Uyghur, Kazakh, and other ethnic minority survivors of China’s brutal concentration camp system told the BBC in an extensive report published Wednesday that they witnessed and endured rape at the hands of Chinese government agents on a regular basis, including the use of electric batons to rape and torture women.
China has been operating concentration camps in Xinjiang, its westernmost and largest region, since at least 2018. While estimates suggested as many as 3 million people were imprisoned in the concentration camp system at its peak, the most recent estimates from the U.S. government suggest a population of about 2 million people remain trapped there. The number dropped after reports that the Chinese Communist Party sold concentration camp victims as slaves to factories nationwide. Beijing officials claimed the missing prisoners had simply “graduated” from the camps.
China admits to building and maintaining the camps, but claims they are “vocational training centers” where members of local majority-Muslim ethnic minorities, particularly members of the Uyghur community, can learn the trade skills they need to compete with Han Chinese peers in the modern Chinese economy.
While survivors, including some cited in the BBC report, have for years testified to the systematic rape of Uyghur women in concentration camps, some of the harrowing testimony in the BBC’s exposé add new detail to the extent of the torture people in the camps suffered. A particularly gruesome claim is that Chinese Communist Party guards used electric batons to rape women, then electrocute them from the inside.
Tursunay Ziawudun, one of the survivors who spoke to the BBC on the record, said she endured 9 months in a concentration camp and endured torture and gang-rape routinely. The rape of women occurred “every night” in the camp, she said, and other women could hear the screams of agony from their rooms while they awaited their turn. Describing one instance, Ziawudun stated that she watched a woman go into the torture chamber before being taken herself.
“The woman took me to the room next to where the other girl had been taken in. They had an electric stick, I didn’t know what it was, and it was pushed inside my genital tract, torturing me with an electric shock,” she explained. “They don’t only rape but also bite all over your body, you don’t know if they are human or animal … They didn’t spare any part of the body, they bit everywhere leaving horrible marks. It was disgusting to look at.”

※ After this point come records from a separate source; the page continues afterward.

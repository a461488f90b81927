//! Common test utilities for integration tests
//!
//! Record builders and fixtures shared across the integration test files.

#![allow(dead_code)]

use flaky_tests::{RawExecutionRecord, TestStatus};
use std::path::PathBuf;
use tempfile::TempDir;

pub const BUILD_TYPE: &str = "Build_Linux";
pub const AGENT: &str = "agent-1";

/// Current time in epoch milliseconds, inside any default analysis window.
pub fn now_ms() -> i64 {
    chrono::Utc::now().timestamp_millis()
}

/// Execution of `test_id` in `build_id` on the default build type and agent.
pub fn exec(
    build_id: i64,
    test_id: i64,
    status: TestStatus,
    modification_id: Option<i64>,
) -> RawExecutionRecord {
    RawExecutionRecord::new(
        build_id,
        test_id,
        status,
        BUILD_TYPE,
        modification_id,
        AGENT,
        now_ms() - 1_000 + build_id,
    )
}

/// Executions from a pattern such as `"OFOF"`, one build per character,
/// each build on its own modification.
pub fn pattern(test_id: i64, first_build: i64, pattern: &str) -> Vec<RawExecutionRecord> {
    pattern
        .chars()
        .zip(first_build..)
        .map(|(c, build_id)| {
            let status = if c == 'F' {
                TestStatus::Failure
            } else {
                TestStatus::Ok
            };
            exec(build_id, test_id, status, Some(build_id * 100))
        })
        .collect()
}

/// Create a temporary directory for test isolation
pub fn temp_dir() -> TempDir {
    tempfile::tempdir().expect("Failed to create temp dir")
}

/// Path to a SQLite database file in a temporary directory.
pub fn temp_db_path() -> (TempDir, PathBuf) {
    let dir = temp_dir();
    let db_path = dir.path().join("history.db");
    (dir, db_path)
}

/// Setup test logging
///
/// Call this at the beginning of tests that need logging.
pub fn setup_test_logging() {
    use tracing_subscriber::fmt;

    let _ = fmt()
        .with_test_writer()
        .with_max_level(tracing::Level::DEBUG)
        .try_init();
}
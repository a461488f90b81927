//! Causal explanations attached to a flaky or suspicious test.

use serde::{Deserialize, Serialize};

use crate::domain::errors::{DomainError, DomainResult};

/// Why a test was classified, with the evidence backing it.
#[derive(Debug, Clone, Copy, PartialEq, Eq, Hash, Serialize, Deserialize)]
#[serde(tag = "kind", rename_all = "snake_case")]
pub enum Reason {
    /// The test failed in a build that carried no changes.
    BuildWithoutChanges { build_id: i64 },
    /// The same modification produced both a failing and a passing run.
    BuildsOnSameModification {
        failed_in_build_id: i64,
        successful_in_build_id: i64,
    },
    /// Out of the last `total_length` runs, `number` failed in an irregular pattern.
    SuspiciousFailureStatistics { total_length: u32, number: u32 },
}

impl Reason {
    pub fn as_str(&self) -> &'static str {
        match self {
            Self::BuildWithoutChanges { .. } => "build_without_changes",
            Self::BuildsOnSameModification { .. } => "builds_on_same_modification",
            Self::SuspiciousFailureStatistics { .. } => "suspicious_failure_statistics",
        }
    }

    /// Human readable description of the evidence.
    pub fn describe(&self) -> String {
        match self {
            Self::BuildWithoutChanges { build_id } => {
                format!("failed in build #{build_id} which had no changes")
            }
            Self::BuildsOnSameModification {
                failed_in_build_id,
                successful_in_build_id,
            } => format!(
                "failed in build #{failed_in_build_id} and passed in build #{successful_in_build_id} on the same modification"
            ),
            Self::SuspiciousFailureStatistics {
                total_length,
                number,
            } => format!("{number} of the last {total_length} runs failed irregularly"),
        }
    }

    /// Build id of a [`Reason::BuildWithoutChanges`] reason.
    pub fn build_without_changes_id(&self) -> DomainResult<i64> {
        match self {
            Self::BuildWithoutChanges { build_id } => Ok(*build_id),
            other => Err(mismatch("build_without_changes", Some(other))),
        }
    }

    /// `(failed, successful)` build ids of a [`Reason::BuildsOnSameModification`] reason.
    pub fn builds_on_same_modification(&self) -> DomainResult<(i64, i64)> {
        match self {
            Self::BuildsOnSameModification {
                failed_in_build_id,
                successful_in_build_id,
            } => Ok((*failed_in_build_id, *successful_in_build_id)),
            other => Err(mismatch("builds_on_same_modification", Some(other))),
        }
    }

    /// `(total_length, number)` of a [`Reason::SuspiciousFailureStatistics`] reason.
    pub fn suspicious_statistics(&self) -> DomainResult<(u32, u32)> {
        match self {
            Self::SuspiciousFailureStatistics {
                total_length,
                number,
            } => Ok((*total_length, *number)),
            other => Err(mismatch("suspicious_failure_statistics", Some(other))),
        }
    }
}

/// Error for asking a reason (or its absence) for the wrong evidence.
pub(crate) fn mismatch(expected: &'static str, actual: Option<&Reason>) -> DomainError {
    DomainError::InvalidReasonState {
        expected,
        actual: actual.map_or("none", Reason::as_str),
    }
}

Another woman, Qelbinur Sedik, an ethnic Uzbek, told the BBC that she witnessed “gang rape” and regular electrocutions, offering a similar testimony to Ziawudun’s. She described four kinds of electric torture: “the chair, the glove, the helmet, and anal rape with a stick.”
“Yes, the rape has become a culture. It is gang rape and the Chinese police not only rape them but also electrocute them. They are subject to horrific torture,'” Sedik elaborated.
The Chinese guards often used ethnic minority women in their rape and torture of the others, according to the report. Another woman who spoke to the BBC said she was forced during her year and a half in the concentration camp to disrobe and restrain rape victims prior to the attacks.
“My job was to remove their clothes above the waist and handcuff them so they cannot move,” the Kazakh woman, Gulzira Auelkhan, said. “Then I would leave the women in the room and a man would enter — some Chinese man from outside or policeman. I sat silently next to the door, and when the man left the room I took the woman for a shower.”
Auelkhan said that the men committing the rapes did not appear to be guards in the prison, but clients — suggesting the Chinese government is making a profit from systematic gang rape.
The rapists, Ziawudun said, always wore masks.
The Chinese Communist Party has repeatedly denied these claims and did so again Wednesday, following the publication of the BBC report.
“People of all ethnic groups in Xinjiang live in peace and contentment, unity and harmony, and … all their legal rights are effectively guaranteed,” Chinese Foreign Ministry spokesman Wang Wenbin said Wednesday. “The BBC report on alleged abuses of women’s rights in Xinjiang you mentioned has no factual basis at all. There are simply no ‘re-education camps.'”
Wang went on to accuse the survivors of the camps of being “actors.”
On Thursday, Wang boasted of a propaganda initiative Beijing organized at the United Nations titled “Xinjiang Is a Wonderful Land.” Wang said concentration camp survivors discussed their happy lives in the camps in videos shown at the event.
“Representatives of graduated trainees from former vocational education and training centers appeared at the event and told stories of how they were influenced by extremism and how their lives have been changed after learning skills and graduating from the centers,” he said.
During the same press briefing, asked again about the BBC allegations, Wang denied the existence of the concentration camps and called them “schools.”